In realtà, il termine corretto sarebbe il fascismo di José Antonio, considerata anche l'assenza dell'antisemitismo nella sua creazione politica, e l'accento posto sull'anticapitalismo e sulla giustizia sociale, sul farla finita con destra e sinistra, su una rivoluzione nazional-sindacalista. Ma va anche detto che, da un punto di vista elettorale, il falangismo fu poca cosa, lo 0,4% dei voti, nemmeno un seggio in parlamento... Né va dimenticato che liberalismo e democrazia erano per José Antonio specchietti per le allodole e l'unica dialettica ammissibile "la dialettica delle pistole"...
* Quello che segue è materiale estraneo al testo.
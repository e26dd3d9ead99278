use async_trait::async_trait;

use crate::error::StoreError;
use crate::message::{MessageRef, Payload};

/// Persistence contract used by [`PersistentBus`](super::PersistentBus).
#[async_trait]
pub trait MessageStore<P: Payload>: Send + Sync {
    /// Persists one message.
    async fn store(&self, msg: &MessageRef<P>) -> Result<(), StoreError>;

    /// Returns every persisted message, oldest first.
    async fn load(&self) -> Result<Vec<MessageRef<P>>, StoreError>;

    /// Removes every persisted message.
    async fn clear(&self) -> Result<(), StoreError>;

    /// Releases the store. Later calls fail with [`StoreError::Closed`].
    async fn close(&self) -> Result<(), StoreError>;
}
use tracing::{debug, info, warn};

use super::Observer;
use crate::error::HandlerError;
use crate::message::{MessageRef, Payload};

/// Observer that writes every hook as a structured `tracing` event.
///
/// Enabled via the `logging` feature. Useful for demos and debugging.
#[derive(Clone, Copy, Debug, Default)]
pub struct LogObserver;

impl<P: Payload> Observer<P> for LogObserver {
    fn on_publish(&self, topic: &str, msg: &MessageRef<P>) {
        debug!(topic, id = %msg.id(), priority = msg.priority().as_label(), "published");
    }

    fn on_subscribe(&self, pattern: &str) {
        debug!(pattern, "subscribed");
    }

    fn on_unsubscribe(&self, pattern: &str) {
        debug!(pattern, "unsubscribed");
    }

    fn on_message_processed(&self, msg: &MessageRef<P>, result: Result<(), &HandlerError>) {
        match result {
            Ok(()) => debug!(topic = msg.topic(), id = %msg.id(), "processed"),
            Err(e) => warn!(topic = msg.topic(), id = %msg.id(), error = %e, "processing failed"),
        }
    }

    fn on_close(&self) {
        info!("bus closed");
    }

    fn name(&self) -> &'static str {
        "log"
    }
}
//! # Dispatch logging.
//!
//! Emits one `tracing` event per dispatch with the topic, message id, elapsed
//! time and outcome. Failures are logged at `warn`, successes at `debug`.

use std::sync::Arc;
use std::time::Instant;

use async_trait::async_trait;
use tokio_util::sync::CancellationToken;
use tracing::{debug, warn};

use super::Middleware;
use crate::error::HandlerError;
use crate::handlers::{Handler, HandlerRef};
use crate::message::{MessageRef, Payload};

struct Logged<P: Payload> {
    inner: HandlerRef<P>,
}

#[async_trait]
impl<P: Payload> Handler<P> for Logged<P> {
    async fn handle(&self, ctx: CancellationToken, msg: MessageRef<P>) -> Result<(), HandlerError> {
        let started = Instant::now();
        let topic = msg.topic().to_owned();
        let id = msg.id();

        let res = self.inner.handle(ctx, msg).await;
        let elapsed = started.elapsed();
        match &res {
            Ok(()) => debug!(%topic, %id, ?elapsed, "message handled"),
            Err(e) => warn!(%topic, %id, ?elapsed, error = %e, label = e.as_label(), "message handling failed"),
        }
        res
    }
}

/// Creates middleware that logs every dispatch.
pub fn logging<P: Payload>() -> Middleware<P> {
    Arc::new(|inner: HandlerRef<P>| -> HandlerRef<P> { Arc::new(Logged { inner }) })
}

#[cfg(test)]
mod tests {
    use super::*;
    use crate::handlers::HandlerFn;
    use crate::message::Message;

    #[tokio::test]
    async fn result_is_passed_through() {
        let failing: HandlerRef<u8> =
            HandlerFn::arc(|_ctx: CancellationToken, _msg: MessageRef<u8>| async { Err(HandlerError::fail("nope")) });
        let ok: HandlerRef<u8> = HandlerFn::arc(|_ctx: CancellationToken, _msg: MessageRef<u8>| async { Ok(()) });

        let msg = Arc::new(Message::new("t", 1_u8));
        let err = logging()(failing)
            .handle(CancellationToken::new(), Arc::clone(&msg))
            .await
            .unwrap_err();
        assert_eq!(err, HandlerError::fail("nope"));
        logging()(ok).handle(CancellationToken::new(), msg).await.unwrap();
    }
}
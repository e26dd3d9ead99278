//! # Subscription handle.
//!
//! A [`Subscription`] is what `subscribe` hands back. It remembers its id and
//! pattern plus a [`Weak`] reference to the dispatcher, so dropping the bus is
//! never prevented by outstanding subscriptions.

use std::fmt;
use std::sync::Weak;

use uuid::Uuid;

use super::dispatcher::Dispatcher;
use crate::error::BusError;
use crate::message::Payload;

/// Unique subscription identifier (random UUID v4).
#[derive(Clone, Copy, Debug, PartialEq, Eq, Hash, PartialOrd, Ord)]
pub struct SubscriptionId(Uuid);

impl SubscriptionId {
    /// Generates a fresh id.
    pub fn new() -> Self {
        Self(Uuid::new_v4())
    }
}

impl Default for SubscriptionId {
    fn default() -> Self {
        Self::new()
    }
}

impl fmt::Display for SubscriptionId {
    fn fmt(&self, f: &mut fmt::Formatter<'_>) -> fmt::Result {
        self.0.fmt(f)
    }
}

/// A registered pattern/handler pair.
pub struct Subscription<P: Payload> {
    id: SubscriptionId,
    pattern: String,
    bus: Weak<Dispatcher<P>>,
}

impl<P: Payload> Subscription<P> {
    pub(crate) fn new(id: SubscriptionId, pattern: String, bus: Weak<Dispatcher<P>>) -> Self {
        Self { id, pattern, bus }
    }

    /// Subscription id.
    pub fn id(&self) -> SubscriptionId {
        self.id
    }

    /// Pattern this subscription was registered with.
    pub fn pattern(&self) -> &str {
        &self.pattern
    }

    /// Removes this subscription from its bus.
    ///
    /// # Errors
    /// - [`BusError::NotFound`] if it was already removed (or the bus was closed);
    /// - [`BusError::Closed`] if the bus no longer exists.
    pub fn unsubscribe(&self) -> Result<(), BusError> {
        let bus = self.bus.upgrade().ok_or(BusError::Closed)?;
        bus.unsubscribe(self.id)
    }
}

impl<P: Payload> Clone for Subscription<P> {
    fn clone(&self) -> Self {
        Self {
            id: self.id,
            pattern: self.pattern.clone(),
            bus: Weak::clone(&self.bus),
        }
    }
}

impl<P: Payload> fmt::Debug for Subscription<P> {
    fn fmt(&self, f: &mut fmt::Formatter<'_>) -> fmt::Result {
        f.debug_struct("Subscription")
            .field("id", &self.id)
            .field("pattern", &self.pattern)
            .finish()
    }
}
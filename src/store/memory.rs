use std::collections::VecDeque;
use std::sync::atomic::{AtomicBool, Ordering};
use std::sync::{Arc, RwLock};

use async_trait::async_trait;

use super::MessageStore;
use crate::error::StoreError;
use crate::message::{MessageRef, Payload};

/// Capacity used when an [`InMemoryStore`] is created with `0`.
pub const DEFAULT_STORE_SIZE: usize = 10_000;

/// Bounded in-memory store; the oldest messages are dropped first.
pub struct InMemoryStore<P: Payload> {
    messages: RwLock<VecDeque<MessageRef<P>>>,
    max_size: usize,
    closed: AtomicBool,
}

impl<P: Payload> InMemoryStore<P> {
    /// Creates a store holding at most `max_size` messages (`0` → [`DEFAULT_STORE_SIZE`]).
    pub fn new(max_size: usize) -> Self {
        let max_size = if max_size == 0 { DEFAULT_STORE_SIZE } else { max_size };
        Self {
            messages: RwLock::new(VecDeque::new()),
            max_size,
            closed: AtomicBool::new(false),
        }
    }

    /// Maximum number of retained messages.
    pub fn max_size(&self) -> usize {
        self.max_size
    }

    /// Number of retained messages.
    pub fn len(&self) -> usize {
        self.messages.read().unwrap_or_else(|e| e.into_inner()).len()
    }

    /// True if nothing is retained.
    pub fn is_empty(&self) -> bool {
        self.len() == 0
    }

    fn ensure_open(&self) -> Result<(), StoreError> {
        if self.closed.load(Ordering::Acquire) {
            return Err(StoreError::Closed);
        }
        Ok(())
    }
}

impl<P: Payload> Default for InMemoryStore<P> {
    fn default() -> Self {
        Self::new(DEFAULT_STORE_SIZE)
    }
}

#[async_trait]
impl<P: Payload> MessageStore<P> for InMemoryStore<P> {
    async fn store(&self, msg: &MessageRef<P>) -> Result<(), StoreError> {
        self.ensure_open()?;
        let mut messages = self.messages.write().unwrap_or_else(|e| e.into_inner());
        messages.push_back(Arc::clone(msg));
        while messages.len() > self.max_size {
            messages.pop_front();
        }
        Ok(())
    }

    async fn load(&self) -> Result<Vec<MessageRef<P>>, StoreError> {
        self.ensure_open()?;
        let messages = self.messages.read().unwrap_or_else(|e| e.into_inner());
        Ok(messages.iter().cloned().collect())
    }

    async fn clear(&self) -> Result<(), StoreError> {
        self.ensure_open()?;
        self.messages.write().unwrap_or_else(|e| e.into_inner()).clear();
        Ok(())
    }

    async fn close(&self) -> Result<(), StoreError> {
        self.closed.store(true, Ordering::Release);
        Ok(())
    }
}
//! # Observer contract.
//!
//! Every hook has a no-op default, so an implementation only overrides what it
//! cares about.
//!
//! ## Example
//! ```
//! use std::sync::atomic::{AtomicUsize, Ordering};
//! use topicbus::observers::Observer;
//! use topicbus::MessageRef;
//!
//! #[derive(Default)]
//! struct Published(AtomicUsize);
//!
//! impl Observer<String> for Published {
//!     fn on_publish(&self, _topic: &str, _msg: &MessageRef<String>) {
//!         self.0.fetch_add(1, Ordering::Relaxed);
//!     }
//! }
//! ```

use std::sync::Arc;

use crate::error::HandlerError;
use crate::message::{MessageRef, Payload};

/// Shared observer handle.
pub type ObserverRef<P> = Arc<dyn Observer<P>>;

/// Synchronous hooks fired by the bus.
///
/// Hooks run on the thread that triggered them (a publisher, a worker, or the
/// closer), so they should be quick and must not block.
pub trait Observer<P: Payload>: Send + Sync + 'static {
    /// A message was accepted by a publish call.
    fn on_publish(&self, _topic: &str, _msg: &MessageRef<P>) {}

    /// A subscription was registered.
    fn on_subscribe(&self, _pattern: &str) {}

    /// A subscription was removed.
    fn on_unsubscribe(&self, _pattern: &str) {}

    /// A dispatch attempt with at least one matching handler finished.
    fn on_message_processed(&self, _msg: &MessageRef<P>, _result: Result<(), &HandlerError>) {}

    /// The bus finished closing.
    fn on_close(&self) {}

    /// Name used in diagnostics.
    fn name(&self) -> &'static str {
        "observer"
    }
}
L'interesse per la figura di José Antonio, come ha notato il già ricordato Paul Preston, sta altrove ed è sottolineata proprio "dall'esistenza di parecchi miti in contrapposizione fra loro e usati entusiasticamente dagli adulatori di Franco, dai falangisti suoi oppositori e persino da democratici antifranchisti". È fuor di dubbio che i suoi ultimi mesi di vita lo avessero spinto verso l'idea di una riconciliazione nazionale, ottenuta attraverso un governo di "concordia nazionale" il cui primo atto sarebbe dovuto essere un'amnistia generale. C'è del resto nelle sue lettere dal carcere il timore che una vittoria militare sarebbe stata "il trionfo di un gruppo di generali di deprimente mediocrità politica, legato a una serie di cliché politici, sostenuto dal carlismo intransigente con tutta la sua arretratezza e dalle pigre e miopi classi conservatrici con i loro interessi costituiti e dal capitalismo agrario e dalla finanza". Di questi scritti, in forma di lettere o in forma di testamento, Paco Cerdà ne parla come dei timori di un "veggente dal carcere", "l'instaurazione di un falso fascismo conservatore, la preclusione, nel giro di pochi anni, di ogni possibilità di costruire la Spagna moderna".

Quando nel 1959, le sue spoglie vennero traslate dall'Escorial al grande mausoleo di Franco nella valle de Los Caidos, il leader socialista in esilio Indalecio Prieto, già ministro nei primi governi repubblicani, dirà che in quel modo José Antonio veniva "condannato a una compagnia disonorevole, che egli certamente non merita. È stato un uomo generoso".